Instructions for the task:
Keep only the lines of the material below that contain the word "return". Copy those lines.
---------- Input data
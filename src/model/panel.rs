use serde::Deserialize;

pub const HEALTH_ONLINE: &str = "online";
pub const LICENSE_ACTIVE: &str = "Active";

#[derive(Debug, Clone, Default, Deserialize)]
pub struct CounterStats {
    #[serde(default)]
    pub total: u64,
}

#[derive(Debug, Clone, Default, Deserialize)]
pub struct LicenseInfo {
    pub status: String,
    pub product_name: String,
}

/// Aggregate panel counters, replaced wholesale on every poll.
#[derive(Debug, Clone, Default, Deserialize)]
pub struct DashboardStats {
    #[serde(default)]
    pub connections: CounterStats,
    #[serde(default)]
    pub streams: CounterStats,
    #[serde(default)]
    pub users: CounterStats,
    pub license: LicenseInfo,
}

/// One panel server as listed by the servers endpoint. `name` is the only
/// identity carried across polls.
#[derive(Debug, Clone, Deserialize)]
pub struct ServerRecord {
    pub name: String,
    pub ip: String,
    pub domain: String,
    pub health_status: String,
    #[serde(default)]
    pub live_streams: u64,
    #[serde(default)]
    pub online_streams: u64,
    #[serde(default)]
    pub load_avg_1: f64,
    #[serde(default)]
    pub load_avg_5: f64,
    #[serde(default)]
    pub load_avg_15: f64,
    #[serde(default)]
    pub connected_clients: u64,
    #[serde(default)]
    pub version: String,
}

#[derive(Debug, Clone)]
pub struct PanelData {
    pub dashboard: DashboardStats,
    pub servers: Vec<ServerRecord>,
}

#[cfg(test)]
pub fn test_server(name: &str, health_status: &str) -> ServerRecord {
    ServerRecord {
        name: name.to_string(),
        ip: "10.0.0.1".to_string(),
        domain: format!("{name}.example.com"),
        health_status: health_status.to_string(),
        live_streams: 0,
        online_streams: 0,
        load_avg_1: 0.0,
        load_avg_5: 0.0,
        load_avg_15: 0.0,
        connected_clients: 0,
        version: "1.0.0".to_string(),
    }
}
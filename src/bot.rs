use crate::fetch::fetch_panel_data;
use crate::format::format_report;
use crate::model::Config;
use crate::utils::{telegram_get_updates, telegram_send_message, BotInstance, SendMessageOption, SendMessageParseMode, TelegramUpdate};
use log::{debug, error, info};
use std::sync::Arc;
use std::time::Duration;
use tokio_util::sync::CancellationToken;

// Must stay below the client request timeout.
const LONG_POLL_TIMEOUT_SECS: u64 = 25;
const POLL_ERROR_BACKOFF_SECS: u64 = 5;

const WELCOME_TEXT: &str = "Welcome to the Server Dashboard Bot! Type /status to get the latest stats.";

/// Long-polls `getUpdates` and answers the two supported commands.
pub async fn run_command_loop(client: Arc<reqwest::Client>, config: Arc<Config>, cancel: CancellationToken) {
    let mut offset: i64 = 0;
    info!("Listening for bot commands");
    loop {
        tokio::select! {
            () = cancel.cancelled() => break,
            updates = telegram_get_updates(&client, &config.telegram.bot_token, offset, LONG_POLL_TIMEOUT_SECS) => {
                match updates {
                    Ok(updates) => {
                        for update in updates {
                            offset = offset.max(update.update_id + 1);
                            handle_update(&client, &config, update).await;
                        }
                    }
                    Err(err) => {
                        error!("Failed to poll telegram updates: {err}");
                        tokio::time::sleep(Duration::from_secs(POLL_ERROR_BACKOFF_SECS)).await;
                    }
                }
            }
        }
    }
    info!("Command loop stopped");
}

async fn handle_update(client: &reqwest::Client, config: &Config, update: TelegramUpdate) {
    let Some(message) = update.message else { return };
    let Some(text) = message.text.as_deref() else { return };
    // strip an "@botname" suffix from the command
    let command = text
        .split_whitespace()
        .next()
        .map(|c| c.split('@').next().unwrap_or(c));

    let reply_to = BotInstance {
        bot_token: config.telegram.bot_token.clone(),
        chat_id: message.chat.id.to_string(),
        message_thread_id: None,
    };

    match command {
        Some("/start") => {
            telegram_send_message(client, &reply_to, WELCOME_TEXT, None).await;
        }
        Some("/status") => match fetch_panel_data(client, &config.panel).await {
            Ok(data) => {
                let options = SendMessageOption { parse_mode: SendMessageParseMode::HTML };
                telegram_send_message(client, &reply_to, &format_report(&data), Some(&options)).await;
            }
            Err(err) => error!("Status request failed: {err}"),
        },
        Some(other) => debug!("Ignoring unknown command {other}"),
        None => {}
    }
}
--------------------
---------- Input data
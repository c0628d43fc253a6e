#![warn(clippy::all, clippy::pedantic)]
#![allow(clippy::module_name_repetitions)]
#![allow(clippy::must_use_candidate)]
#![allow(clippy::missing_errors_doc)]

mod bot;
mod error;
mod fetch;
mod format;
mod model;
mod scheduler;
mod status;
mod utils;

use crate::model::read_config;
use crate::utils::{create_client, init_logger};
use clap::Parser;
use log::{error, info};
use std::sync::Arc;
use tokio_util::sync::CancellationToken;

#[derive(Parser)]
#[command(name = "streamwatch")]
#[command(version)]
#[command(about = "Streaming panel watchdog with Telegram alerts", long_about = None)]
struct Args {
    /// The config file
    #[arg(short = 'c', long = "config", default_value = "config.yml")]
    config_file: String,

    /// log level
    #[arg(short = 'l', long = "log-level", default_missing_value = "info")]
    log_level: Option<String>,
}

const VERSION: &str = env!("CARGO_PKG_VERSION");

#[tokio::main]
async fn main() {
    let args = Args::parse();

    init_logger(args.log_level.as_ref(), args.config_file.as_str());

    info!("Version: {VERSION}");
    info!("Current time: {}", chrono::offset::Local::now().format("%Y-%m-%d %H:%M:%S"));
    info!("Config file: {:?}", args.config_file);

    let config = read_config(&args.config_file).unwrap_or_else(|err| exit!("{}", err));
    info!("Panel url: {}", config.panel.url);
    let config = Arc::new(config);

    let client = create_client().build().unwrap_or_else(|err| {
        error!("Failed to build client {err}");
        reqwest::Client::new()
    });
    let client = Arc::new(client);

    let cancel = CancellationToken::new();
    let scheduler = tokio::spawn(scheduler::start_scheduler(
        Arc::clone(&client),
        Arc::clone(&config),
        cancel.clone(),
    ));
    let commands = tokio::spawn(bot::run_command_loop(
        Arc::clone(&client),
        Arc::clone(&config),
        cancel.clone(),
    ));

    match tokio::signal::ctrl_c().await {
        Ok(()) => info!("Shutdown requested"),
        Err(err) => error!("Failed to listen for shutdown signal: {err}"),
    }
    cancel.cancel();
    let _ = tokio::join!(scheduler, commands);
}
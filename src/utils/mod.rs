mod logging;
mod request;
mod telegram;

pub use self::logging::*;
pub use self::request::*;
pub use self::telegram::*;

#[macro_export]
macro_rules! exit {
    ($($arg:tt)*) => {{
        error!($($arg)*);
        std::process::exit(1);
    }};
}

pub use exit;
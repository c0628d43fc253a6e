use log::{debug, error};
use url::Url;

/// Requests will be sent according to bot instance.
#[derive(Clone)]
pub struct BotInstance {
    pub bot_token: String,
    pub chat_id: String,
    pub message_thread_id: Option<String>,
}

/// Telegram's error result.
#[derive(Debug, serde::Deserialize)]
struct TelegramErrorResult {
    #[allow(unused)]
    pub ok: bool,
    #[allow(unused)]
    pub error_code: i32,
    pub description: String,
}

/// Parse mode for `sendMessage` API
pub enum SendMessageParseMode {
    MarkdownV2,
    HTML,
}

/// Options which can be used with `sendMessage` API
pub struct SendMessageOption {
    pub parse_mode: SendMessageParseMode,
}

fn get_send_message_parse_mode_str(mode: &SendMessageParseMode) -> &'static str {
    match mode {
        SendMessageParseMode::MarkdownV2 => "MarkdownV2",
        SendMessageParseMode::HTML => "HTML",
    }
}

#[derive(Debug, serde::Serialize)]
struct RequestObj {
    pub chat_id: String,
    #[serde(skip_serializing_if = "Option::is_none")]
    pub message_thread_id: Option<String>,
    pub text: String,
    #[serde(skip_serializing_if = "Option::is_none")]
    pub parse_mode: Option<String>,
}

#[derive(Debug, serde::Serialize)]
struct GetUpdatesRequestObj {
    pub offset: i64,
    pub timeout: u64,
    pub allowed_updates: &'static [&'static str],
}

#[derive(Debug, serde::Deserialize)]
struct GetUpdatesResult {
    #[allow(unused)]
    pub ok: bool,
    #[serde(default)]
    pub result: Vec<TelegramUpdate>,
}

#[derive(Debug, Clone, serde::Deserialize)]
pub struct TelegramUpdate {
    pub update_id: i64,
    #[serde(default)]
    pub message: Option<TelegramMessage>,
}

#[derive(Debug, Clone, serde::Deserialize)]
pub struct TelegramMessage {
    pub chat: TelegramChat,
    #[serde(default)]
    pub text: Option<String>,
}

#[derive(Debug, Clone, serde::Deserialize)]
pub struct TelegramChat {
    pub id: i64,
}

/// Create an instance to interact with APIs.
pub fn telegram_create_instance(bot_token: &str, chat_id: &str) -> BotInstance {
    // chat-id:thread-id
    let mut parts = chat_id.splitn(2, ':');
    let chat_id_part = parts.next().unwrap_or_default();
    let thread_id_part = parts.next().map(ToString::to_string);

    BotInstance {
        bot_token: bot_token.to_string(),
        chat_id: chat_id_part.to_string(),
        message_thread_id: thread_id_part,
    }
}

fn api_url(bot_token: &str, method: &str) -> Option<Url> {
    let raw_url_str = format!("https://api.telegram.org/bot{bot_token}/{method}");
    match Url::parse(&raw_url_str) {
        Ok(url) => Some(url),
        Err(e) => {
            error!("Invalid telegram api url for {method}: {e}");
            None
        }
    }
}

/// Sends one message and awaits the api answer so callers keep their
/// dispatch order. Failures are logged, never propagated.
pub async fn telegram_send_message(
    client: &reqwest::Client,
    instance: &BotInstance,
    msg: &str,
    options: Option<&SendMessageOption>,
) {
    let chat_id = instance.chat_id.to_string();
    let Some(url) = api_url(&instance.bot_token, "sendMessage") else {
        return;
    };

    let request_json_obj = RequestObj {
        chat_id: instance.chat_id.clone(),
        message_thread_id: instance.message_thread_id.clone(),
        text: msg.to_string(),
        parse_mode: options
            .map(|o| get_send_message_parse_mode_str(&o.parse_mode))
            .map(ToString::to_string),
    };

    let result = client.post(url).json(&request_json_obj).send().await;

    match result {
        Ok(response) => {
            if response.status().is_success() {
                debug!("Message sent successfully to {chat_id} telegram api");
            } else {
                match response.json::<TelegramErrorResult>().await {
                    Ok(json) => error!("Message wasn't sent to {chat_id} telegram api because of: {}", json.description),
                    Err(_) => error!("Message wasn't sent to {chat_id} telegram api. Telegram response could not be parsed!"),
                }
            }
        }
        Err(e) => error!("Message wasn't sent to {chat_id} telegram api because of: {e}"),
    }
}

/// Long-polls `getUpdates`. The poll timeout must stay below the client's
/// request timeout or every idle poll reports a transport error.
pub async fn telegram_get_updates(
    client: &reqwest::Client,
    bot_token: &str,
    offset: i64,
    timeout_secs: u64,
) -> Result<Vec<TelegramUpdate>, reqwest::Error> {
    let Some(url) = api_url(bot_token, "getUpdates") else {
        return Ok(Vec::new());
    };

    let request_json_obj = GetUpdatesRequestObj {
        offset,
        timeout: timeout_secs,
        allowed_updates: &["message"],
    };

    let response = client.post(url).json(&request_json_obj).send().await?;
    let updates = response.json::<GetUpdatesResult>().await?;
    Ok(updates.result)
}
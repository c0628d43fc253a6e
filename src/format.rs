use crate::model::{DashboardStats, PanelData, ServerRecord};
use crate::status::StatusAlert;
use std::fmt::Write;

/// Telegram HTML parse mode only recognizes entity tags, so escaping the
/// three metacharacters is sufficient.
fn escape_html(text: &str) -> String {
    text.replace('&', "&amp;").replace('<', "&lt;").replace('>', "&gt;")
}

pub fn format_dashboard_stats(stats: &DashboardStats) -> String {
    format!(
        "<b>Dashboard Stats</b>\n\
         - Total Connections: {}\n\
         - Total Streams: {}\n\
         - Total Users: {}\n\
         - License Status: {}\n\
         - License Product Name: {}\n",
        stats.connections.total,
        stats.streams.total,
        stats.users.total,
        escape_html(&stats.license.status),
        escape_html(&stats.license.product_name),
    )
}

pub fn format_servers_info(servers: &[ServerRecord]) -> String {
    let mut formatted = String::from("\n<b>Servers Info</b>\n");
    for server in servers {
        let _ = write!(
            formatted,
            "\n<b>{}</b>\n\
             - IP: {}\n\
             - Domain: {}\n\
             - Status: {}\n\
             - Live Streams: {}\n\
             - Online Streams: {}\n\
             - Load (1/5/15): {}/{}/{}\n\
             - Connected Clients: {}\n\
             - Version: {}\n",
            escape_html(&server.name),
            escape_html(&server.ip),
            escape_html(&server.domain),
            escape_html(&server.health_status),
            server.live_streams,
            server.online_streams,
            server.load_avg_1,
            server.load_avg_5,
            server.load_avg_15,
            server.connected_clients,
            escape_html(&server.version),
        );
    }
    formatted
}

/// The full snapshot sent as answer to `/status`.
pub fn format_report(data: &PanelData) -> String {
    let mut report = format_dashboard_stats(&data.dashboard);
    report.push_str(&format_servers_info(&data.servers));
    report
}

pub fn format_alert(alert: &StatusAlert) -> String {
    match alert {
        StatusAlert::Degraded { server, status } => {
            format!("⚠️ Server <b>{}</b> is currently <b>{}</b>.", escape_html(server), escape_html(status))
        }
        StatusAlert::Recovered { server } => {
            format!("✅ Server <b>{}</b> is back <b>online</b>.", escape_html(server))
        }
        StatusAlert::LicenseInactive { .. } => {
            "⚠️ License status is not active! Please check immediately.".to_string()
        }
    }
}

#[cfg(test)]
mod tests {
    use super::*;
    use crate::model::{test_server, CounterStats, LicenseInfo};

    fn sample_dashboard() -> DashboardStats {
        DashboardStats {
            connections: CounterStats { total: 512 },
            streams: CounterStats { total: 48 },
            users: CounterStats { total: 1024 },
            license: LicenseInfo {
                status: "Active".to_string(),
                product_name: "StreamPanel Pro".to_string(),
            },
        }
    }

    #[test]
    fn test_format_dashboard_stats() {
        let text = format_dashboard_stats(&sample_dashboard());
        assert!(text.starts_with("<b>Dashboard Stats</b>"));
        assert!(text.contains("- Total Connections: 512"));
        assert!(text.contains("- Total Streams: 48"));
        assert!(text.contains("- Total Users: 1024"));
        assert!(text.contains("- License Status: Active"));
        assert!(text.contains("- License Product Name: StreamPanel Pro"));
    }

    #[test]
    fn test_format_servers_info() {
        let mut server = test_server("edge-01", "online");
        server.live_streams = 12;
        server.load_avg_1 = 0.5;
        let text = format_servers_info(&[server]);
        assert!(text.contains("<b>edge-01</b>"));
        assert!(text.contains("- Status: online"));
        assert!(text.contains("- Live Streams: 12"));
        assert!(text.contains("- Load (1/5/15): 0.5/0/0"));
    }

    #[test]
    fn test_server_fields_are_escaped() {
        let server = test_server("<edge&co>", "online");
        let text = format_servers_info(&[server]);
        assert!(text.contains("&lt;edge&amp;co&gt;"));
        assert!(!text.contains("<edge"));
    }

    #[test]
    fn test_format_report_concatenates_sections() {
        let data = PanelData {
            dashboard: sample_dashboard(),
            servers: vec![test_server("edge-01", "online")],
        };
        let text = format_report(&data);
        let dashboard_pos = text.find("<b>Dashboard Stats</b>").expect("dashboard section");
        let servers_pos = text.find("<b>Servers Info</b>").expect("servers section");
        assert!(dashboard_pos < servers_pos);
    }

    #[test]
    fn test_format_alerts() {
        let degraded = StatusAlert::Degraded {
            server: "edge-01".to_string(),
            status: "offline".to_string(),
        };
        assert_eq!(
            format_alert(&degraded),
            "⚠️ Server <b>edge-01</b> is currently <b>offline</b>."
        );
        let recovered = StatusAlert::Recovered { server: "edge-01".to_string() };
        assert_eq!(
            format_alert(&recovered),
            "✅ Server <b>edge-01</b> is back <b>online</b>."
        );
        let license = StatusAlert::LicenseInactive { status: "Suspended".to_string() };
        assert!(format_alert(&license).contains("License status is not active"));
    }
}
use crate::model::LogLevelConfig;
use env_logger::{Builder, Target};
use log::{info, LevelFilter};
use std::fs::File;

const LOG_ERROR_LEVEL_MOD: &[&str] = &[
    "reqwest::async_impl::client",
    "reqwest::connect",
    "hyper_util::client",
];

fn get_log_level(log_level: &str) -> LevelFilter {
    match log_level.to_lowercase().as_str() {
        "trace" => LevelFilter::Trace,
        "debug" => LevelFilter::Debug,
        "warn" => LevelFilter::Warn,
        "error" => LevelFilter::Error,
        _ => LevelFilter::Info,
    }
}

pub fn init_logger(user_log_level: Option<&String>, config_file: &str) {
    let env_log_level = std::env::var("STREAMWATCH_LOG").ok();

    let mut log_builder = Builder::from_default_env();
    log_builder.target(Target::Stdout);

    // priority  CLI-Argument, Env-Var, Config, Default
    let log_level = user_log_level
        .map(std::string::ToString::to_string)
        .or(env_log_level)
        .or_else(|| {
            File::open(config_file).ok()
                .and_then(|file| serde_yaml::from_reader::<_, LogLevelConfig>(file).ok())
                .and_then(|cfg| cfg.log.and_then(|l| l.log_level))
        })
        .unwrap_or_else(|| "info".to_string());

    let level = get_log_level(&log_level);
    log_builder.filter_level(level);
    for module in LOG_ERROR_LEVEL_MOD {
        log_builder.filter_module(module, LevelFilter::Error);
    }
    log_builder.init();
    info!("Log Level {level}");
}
--------------------
---------- Input data
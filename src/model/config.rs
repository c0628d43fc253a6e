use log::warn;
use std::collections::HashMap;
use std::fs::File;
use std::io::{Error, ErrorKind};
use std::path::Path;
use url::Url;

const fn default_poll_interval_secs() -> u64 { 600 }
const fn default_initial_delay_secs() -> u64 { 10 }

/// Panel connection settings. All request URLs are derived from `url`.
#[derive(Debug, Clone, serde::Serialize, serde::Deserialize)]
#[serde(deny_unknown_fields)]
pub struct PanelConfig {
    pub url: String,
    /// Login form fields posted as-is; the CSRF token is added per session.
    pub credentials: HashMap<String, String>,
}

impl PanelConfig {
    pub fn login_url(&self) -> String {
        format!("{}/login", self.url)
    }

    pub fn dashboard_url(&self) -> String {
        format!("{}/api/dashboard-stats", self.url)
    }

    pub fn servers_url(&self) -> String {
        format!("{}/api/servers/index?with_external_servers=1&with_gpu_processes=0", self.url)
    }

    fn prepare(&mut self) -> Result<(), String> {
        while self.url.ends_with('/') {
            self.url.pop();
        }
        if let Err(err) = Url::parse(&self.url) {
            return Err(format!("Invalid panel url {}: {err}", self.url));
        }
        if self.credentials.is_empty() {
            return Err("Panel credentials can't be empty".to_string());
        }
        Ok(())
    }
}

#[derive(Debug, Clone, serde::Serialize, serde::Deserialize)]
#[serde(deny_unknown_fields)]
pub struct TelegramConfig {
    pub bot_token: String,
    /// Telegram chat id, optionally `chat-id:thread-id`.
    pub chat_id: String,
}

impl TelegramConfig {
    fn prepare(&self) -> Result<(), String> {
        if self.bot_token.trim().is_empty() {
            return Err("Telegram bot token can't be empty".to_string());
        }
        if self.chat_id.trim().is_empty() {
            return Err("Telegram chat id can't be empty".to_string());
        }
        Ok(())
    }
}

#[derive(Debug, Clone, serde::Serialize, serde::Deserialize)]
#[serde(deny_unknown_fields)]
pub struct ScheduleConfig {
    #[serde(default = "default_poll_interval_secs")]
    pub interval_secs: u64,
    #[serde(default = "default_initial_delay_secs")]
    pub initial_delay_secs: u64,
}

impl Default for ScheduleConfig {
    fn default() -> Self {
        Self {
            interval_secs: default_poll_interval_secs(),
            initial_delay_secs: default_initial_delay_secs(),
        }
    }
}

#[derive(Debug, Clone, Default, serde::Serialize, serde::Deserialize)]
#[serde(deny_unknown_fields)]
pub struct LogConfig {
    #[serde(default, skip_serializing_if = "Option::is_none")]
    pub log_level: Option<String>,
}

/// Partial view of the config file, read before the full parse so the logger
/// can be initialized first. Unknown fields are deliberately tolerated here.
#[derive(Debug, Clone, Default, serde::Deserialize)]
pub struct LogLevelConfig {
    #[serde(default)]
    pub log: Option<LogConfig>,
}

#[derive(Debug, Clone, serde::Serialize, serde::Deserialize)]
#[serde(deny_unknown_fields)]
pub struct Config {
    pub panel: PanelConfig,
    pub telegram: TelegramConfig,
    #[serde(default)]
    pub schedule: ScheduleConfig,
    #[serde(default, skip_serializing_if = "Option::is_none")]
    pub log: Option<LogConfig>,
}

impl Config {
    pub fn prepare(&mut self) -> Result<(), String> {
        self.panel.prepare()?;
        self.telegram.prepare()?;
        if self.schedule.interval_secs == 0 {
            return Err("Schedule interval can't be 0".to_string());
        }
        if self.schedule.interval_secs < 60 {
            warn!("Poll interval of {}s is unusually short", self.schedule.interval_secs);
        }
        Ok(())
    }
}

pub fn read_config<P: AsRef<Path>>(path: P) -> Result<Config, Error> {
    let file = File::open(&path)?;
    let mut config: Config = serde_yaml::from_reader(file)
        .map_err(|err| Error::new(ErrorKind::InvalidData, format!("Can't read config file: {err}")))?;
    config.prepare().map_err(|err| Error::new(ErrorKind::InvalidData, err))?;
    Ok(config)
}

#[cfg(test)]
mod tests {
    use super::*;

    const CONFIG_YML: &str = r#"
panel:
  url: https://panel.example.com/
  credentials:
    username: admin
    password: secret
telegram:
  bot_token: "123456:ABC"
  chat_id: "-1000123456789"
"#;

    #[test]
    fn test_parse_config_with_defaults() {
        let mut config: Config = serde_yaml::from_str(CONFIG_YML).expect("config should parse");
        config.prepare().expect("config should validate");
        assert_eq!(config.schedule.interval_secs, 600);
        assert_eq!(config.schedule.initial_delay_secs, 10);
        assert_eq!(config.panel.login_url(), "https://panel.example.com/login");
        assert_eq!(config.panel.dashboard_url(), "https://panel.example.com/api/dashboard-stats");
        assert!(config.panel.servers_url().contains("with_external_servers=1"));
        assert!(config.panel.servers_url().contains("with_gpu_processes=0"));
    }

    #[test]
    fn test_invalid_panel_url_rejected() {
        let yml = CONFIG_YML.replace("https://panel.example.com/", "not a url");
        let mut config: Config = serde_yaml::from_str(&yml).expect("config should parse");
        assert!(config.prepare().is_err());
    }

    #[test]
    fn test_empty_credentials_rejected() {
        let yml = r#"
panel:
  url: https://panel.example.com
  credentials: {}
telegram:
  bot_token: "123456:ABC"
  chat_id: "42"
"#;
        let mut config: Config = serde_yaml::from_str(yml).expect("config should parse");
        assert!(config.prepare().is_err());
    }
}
--------------------
Result for this task:
    let Some(message) = update.message else { return };
    let Some(text) = message.text.as_deref() else { return };
        return;
        return Ok(Vec::new());
            return Err(format!("Invalid panel url {}: {err}", self.url));
            return Err("Panel credentials can't be empty".to_string());
            return Err("Telegram bot token can't be empty".to_string());
            return Err("Telegram chat id can't be empty".to_string());
            return Err("Schedule interval can't be 0".to_string());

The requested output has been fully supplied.